Interrelationship of Function, Shape, Material & Process
Design for manufacturing is critical to ensuring the producibility of a part. Trouble arises when it is considered too late or not at all in the design process. Conversely, process design (controlling the interactions between shape, material, tooling & consumables and equipment to achieve a desired outcome) must always consider the shape and material of the part. Ashby has developed and popularized the approach linking design (function) to the choice of material and shape, which influence the process selected and vice versa, as shown below:
Within the Knowledge in Practice Centre the same methodology is applied but the process is more fully defined by also explicitly calling out the equipment and tooling & consumables.
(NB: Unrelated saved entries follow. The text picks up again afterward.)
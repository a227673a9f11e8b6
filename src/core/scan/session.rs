// src/core/scan/session.rs

use super::cursor::CursorRegistry;
use crate::core::client::glob::has_wildcard;
use parking_lot::Mutex;
use std::sync::Arc;
use std::sync::atomic::{AtomicUsize, Ordering};
use tokio::task::JoinHandle;
use tokio_util::sync::CancellationToken;
use tracing::debug;

/// How a session looks keys up, decided by its pattern.
#[derive(Debug, Clone, Copy, PartialEq, Eq)]
pub enum ScanMode {
    /// The pattern is a literal key name: one lookup, no cursor.
    Exact,
    /// The pattern contains `*`: paginated `SCAN` on every shard.
    Enumerate,
}

/// The background task of a round and the token that stops it.
#[derive(Debug)]
pub(crate) struct RoundHandle {
    pub(crate) cancel: CancellationToken,
    pub(crate) task: JoinHandle<()>,
}

/// A resumable, pattern-scoped enumeration.
///
/// Each call to [`ScanDriver::run_async`](super::ScanDriver::run_async) runs
/// one round and continues where the previous round stopped. Discard the
/// session (and create a new one) when the pattern changes.
#[derive(Debug)]
pub struct ScanSession {
    pattern: String,
    page_size: usize,
    registry: Arc<CursorRegistry>,
    active_rounds: Arc<AtomicUsize>,
    current: Mutex<Option<RoundHandle>>,
}

impl ScanSession {
    /// Creates a session. `page_size` is a per-shard hint and is raised to 1
    /// if zero.
    pub fn new(pattern: impl Into<String>, page_size: usize) -> Self {
        let pattern = pattern.into();
        let page_size = page_size.max(1);
        debug!("new scan session: pattern={:?} page_size={}", pattern, page_size);
        Self {
            pattern,
            page_size,
            registry: Arc::new(CursorRegistry::new()),
            active_rounds: Arc::new(AtomicUsize::new(0)),
            current: Mutex::new(None),
        }
    }

    pub fn pattern(&self) -> &str {
        &self.pattern
    }

    pub fn page_size(&self) -> usize {
        self.page_size
    }

    pub fn mode(&self) -> ScanMode {
        if has_wildcard(&self.pattern) {
            ScanMode::Enumerate
        } else {
            ScanMode::Exact
        }
    }

    /// True while any round of this session is outstanding.
    pub fn is_scanning(&self) -> bool {
        self.active_rounds.load(Ordering::Acquire) > 0
    }

    /// Whether another round may find more keys. Always true when
    /// enumerating: the engine does not track global end of keyspace, so
    /// whether to ask again is the caller's call.
    pub fn has_more(&self) -> bool {
        self.mode() == ScanMode::Enumerate
    }

    /// Number of distinct keys this session has emitted so far.
    pub fn discovered(&self) -> usize {
        self.registry.emitted_count()
    }

    pub fn cursors(&self) -> &CursorRegistry {
        &self.registry
    }

    pub(crate) fn registry(&self) -> Arc<CursorRegistry> {
        self.registry.clone()
    }

    pub(crate) fn active_rounds(&self) -> Arc<AtomicUsize> {
        self.active_rounds.clone()
    }

    /// Locks the slot holding the outstanding round, so replacing it is atomic.
    pub(crate) fn current_round(&self) -> parking_lot::MutexGuard<'_, Option<RoundHandle>> {
        self.current.lock()
    }
}

impl Drop for ScanSession {
    fn drop(&mut self) {
        if let Some(round) = self.current.get_mut().take() {
            round.cancel.cancel();
        }
    }
}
Note that in common usage, a process which consists of many steps can be arbitrarily defined by just one step, e.g. "spray-up". Though convenient, this can be misleading.
Workflows
The KPC's Practice and Case Study volumes consist of three types of workflows:
- Development - Analyzing the interactions between MSTE in the process steps to make decisions on processing parameters and understanding how the process steps and factory cells fit within the factory.
- Troubleshooting - Guiding you to possible causes of processing issues affecting either cost, rate or quality and directing you to the most appropriate development workflow to improve the process
- Optimization - An expansion on the development workflows where a larger number of options are considered to achieve the best mixture of cost, rate & quality for your application.